HERD ABOUT IT?
by Ana Grarian
It snowed last night. About six inches down here in the valley, probably considerably more up on the hill, and out in farm country, who knows. Out there it was often hard to tell just how much snow we had because the wind blew it around so much. Our front lawn would be blown bare and then there would be a waist deep drift between the house and the barn.
I slept well this morning. Usually the sound of traffic wakes me up, but when school is closed the streets are crazy quiet. Who are all these people who can stay home when the kids have a snow day? My husband and I never had that job. Truck drivers are expected to keep going until the State Troopers shut the highways down.
Of course this is not actually new to us. When you own livestock, chores don’t end because of snow. Cows still need to be milked and fed. Calves need to be cared for. The driveway needs plowing so the milk truck can get in.

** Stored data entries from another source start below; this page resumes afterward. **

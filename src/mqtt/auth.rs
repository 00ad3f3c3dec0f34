/*
 * Copyright Bret Ambrose. All Rights Reserved.
 * SPDX-License-Identifier: Apache-2.0.
 */

use crate::decode::utils::*;
use crate::encode::EncodingContext;
use crate::encode::utils::*;
use crate::error::{MqttError, MqttResult};
use crate::logging::*;
use crate::mqtt::*;
use crate::mqtt::utils::*;

use log::*;
use std::fmt;

/// Data model of an [MQTT5 AUTH](https://docs.oasis-open.org/mqtt/mqtt/v5.0/os/mqtt-v5.0-os.html#_Toc3901217) packet.
///
/// AUTH packets do not exist in the 3.x protocol family; encoding or decoding one on a 3.x
/// connection is an error.
#[derive(Clone, Debug, Default, Eq, PartialEq)]
pub struct AuthPacket {

    /// The origin and meaning of this packet within the authentication exchange.
    pub reason_code: AuthenticateReasonCode,

    /// Authentication method this exchange is using.  Must match the method established in the
    /// CONNECT packet.
    pub authentication_method: Option<String>,

    /// Authentication method specific binary data for this step of the exchange.
    pub authentication_data: Option<Vec<u8>>,

    /// Additional diagnostic information about this step of the exchange.
    pub reason_string: Option<String>,

    /// Set of MQTT5 user properties included with the packet.
    pub user_properties: Option<Vec<UserProperty>>,
}

fn compute_auth_packet_lengths(packet: &AuthPacket, inclusion: PropertyInclusion) -> MqttResult<(u32, u32)> {
    let mut property_section_length = 0;

    if inclusion == PropertyInclusion::All {
        property_section_length += compute_user_properties_length(&packet.user_properties);
    }

    if inclusion != PropertyInclusion::RequiredOnly {
        add_optional_string_property_length!(property_section_length, packet.reason_string);
    }

    add_optional_string_property_length!(property_section_length, packet.authentication_method);
    add_optional_bytes_property_length!(property_section_length, packet.authentication_data);

    if property_section_length == 0 {
        if packet.reason_code == AuthenticateReasonCode::Success {
            return Ok((0, 0));
        }

        return Ok((1, 0));
    }

    let total_remaining_length : usize = 1 + compute_variable_length_integer_encode_size(property_section_length)? + property_section_length;

    Ok((total_remaining_length as u32, property_section_length as u32))
}

pub(crate) fn write_auth_packet(packet: &AuthPacket, context: &EncodingContext, dest: &mut Vec<u8>) -> MqttResult<usize> {
    let start = dest.len();

    if context.protocol_version != ProtocolVersion::Mqtt5 {
        error!("AuthPacket Encode - auth packets do not exist in the 3.x protocol family");
        return Err(MqttError::new_encoding_failure("auth packets do not exist in the 3.x protocol family"));
    }

    let selection = select_property_inclusion(context.maximum_packet_size, |inclusion| { compute_auth_packet_lengths(packet, inclusion) })?;
    let Some((inclusion, total_remaining_length, property_section_length)) = selection else {
        debug!("AuthPacket Encode - packet does not fit within the maximum packet size");
        return Ok(0);
    };

    dest.push(AUTH_FIRST_BYTE);
    encode_vli(total_remaining_length, dest)?;

    if total_remaining_length == 0 {
        return Ok(dest.len() - start);
    }

    dest.push(packet.reason_code as u8);

    if total_remaining_length == 1 {
        return Ok(dest.len() - start);
    }

    encode_vli(property_section_length, dest)?;

    encode_optional_string_property!(dest, PROPERTY_KEY_AUTHENTICATION_METHOD, packet.authentication_method);
    encode_optional_bytes_property!(dest, PROPERTY_KEY_AUTHENTICATION_DATA, packet.authentication_data);

    if inclusion != PropertyInclusion::RequiredOnly {
        encode_optional_string_property!(dest, PROPERTY_KEY_REASON_STRING, packet.reason_string);
    }

    if inclusion == PropertyInclusion::All {
        write_user_properties(dest, &packet.user_properties);
    }

    Ok(dest.len() - start)
}

fn decode_auth_properties(property_bytes: &[u8], packet : &mut AuthPacket) -> MqttResult<()> {
    let mut mutable_property_bytes = property_bytes;

    while !mutable_property_bytes.is_empty() {
        let property_key = mutable_property_bytes[0];
        mutable_property_bytes = &mutable_property_bytes[1..];

        match property_key {
            PROPERTY_KEY_AUTHENTICATION_METHOD => { mutable_property_bytes = decode_optional_length_prefixed_string(mutable_property_bytes, &mut packet.authentication_method)?; }
            PROPERTY_KEY_AUTHENTICATION_DATA => { mutable_property_bytes = decode_optional_length_prefixed_bytes(mutable_property_bytes, &mut packet.authentication_data)?; }
            PROPERTY_KEY_REASON_STRING => { mutable_property_bytes = decode_optional_length_prefixed_string(mutable_property_bytes, &mut packet.reason_string)?; }
            PROPERTY_KEY_USER_PROPERTY => { mutable_property_bytes = decode_user_property(mutable_property_bytes, &mut packet.user_properties)?; }
            _ => {
                error!("AuthPacket Decode - invalid property type ({})", property_key);
                return Err(MqttError::new_decoding_failure("invalid property type for auth packet"));
            }
        }
    }

    Ok(())
}

pub(crate) fn decode_auth_packet(first_byte: u8, packet_body: &[u8], protocol_version: ProtocolVersion) -> MqttResult<Box<MqttPacket>> {
    if protocol_version != ProtocolVersion::Mqtt5 {
        error!("AuthPacket Decode - auth packets do not exist in the 3.x protocol family");
        return Err(MqttError::new_decoding_failure("auth packets do not exist in the 3.x protocol family"));
    }

    if first_byte != AUTH_FIRST_BYTE {
        error!("AuthPacket Decode - invalid first byte");
        return Err(MqttError::new_decoding_failure("invalid first byte for auth packet"));
    }

    let mut box_packet = Box::new(MqttPacket::Auth(AuthPacket { ..Default::default() }));

    if packet_body.is_empty() {
        return Ok(box_packet);
    }

    if let MqttPacket::Auth(packet) = box_packet.as_mut() {
        let mut mutable_body = packet_body;
        mutable_body = decode_u8_as_enum(mutable_body, &mut packet.reason_code, convert_u8_to_authenticate_reason_code)?;

        if mutable_body.is_empty() {
            return Ok(box_packet);
        }

        let mut properties_length : usize = 0;
        mutable_body = decode_vli_into_mutable(mutable_body, &mut properties_length)?;
        if properties_length != mutable_body.len() {
            error!("AuthPacket Decode - property length does not match remaining packet length");
            return Err(MqttError::new_decoding_failure("property length does not match remaining packet length for auth packet"));
        }

        decode_auth_properties(mutable_body, packet)?;

        return Ok(box_packet);
    }

    panic!("AuthPacket Decode - Internal error");
}

impl fmt::Display for AuthPacket {
    fn fmt(&self, f: &mut fmt::Formatter) -> fmt::Result {
        write!(f, "AuthPacket {{")?;
        log_enum!(self.reason_code, f, "reason_code", authenticate_reason_code_to_str);
        log_optional_string!(self.authentication_method, f, "authentication_method", value);
        log_optional_binary_data_sensitive!(self.authentication_data, f, "authentication_data");
        log_optional_string!(self.reason_string, f, "reason_string", value);
        log_user_properties!(self.user_properties, f, "user_properties", value);
        write!(f, " }}")
    }
}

Sometimes it’s a little easier. Chores are limited to the necessities. Sometimes it’s harder. Water pipes don’t usually freeze in a big snowstorm here because, it’s actually somewhat warmer, but we did have to shovel the snow away from the barn doors to get in and out. Getting manure out of the barn can be difficult. Sometimes the runs to the calf hutches need to be cleared out. Fields of grazing animals such as beef need feed delivered to them and the water tanks/holes need to be cleared of ice. When I had sows to take care of they would often have their litters on stormy nights. I think many family doctors have commented on the same phenomena.
Life on the farm, like life in a family goes on. Call me crazy, but I miss it.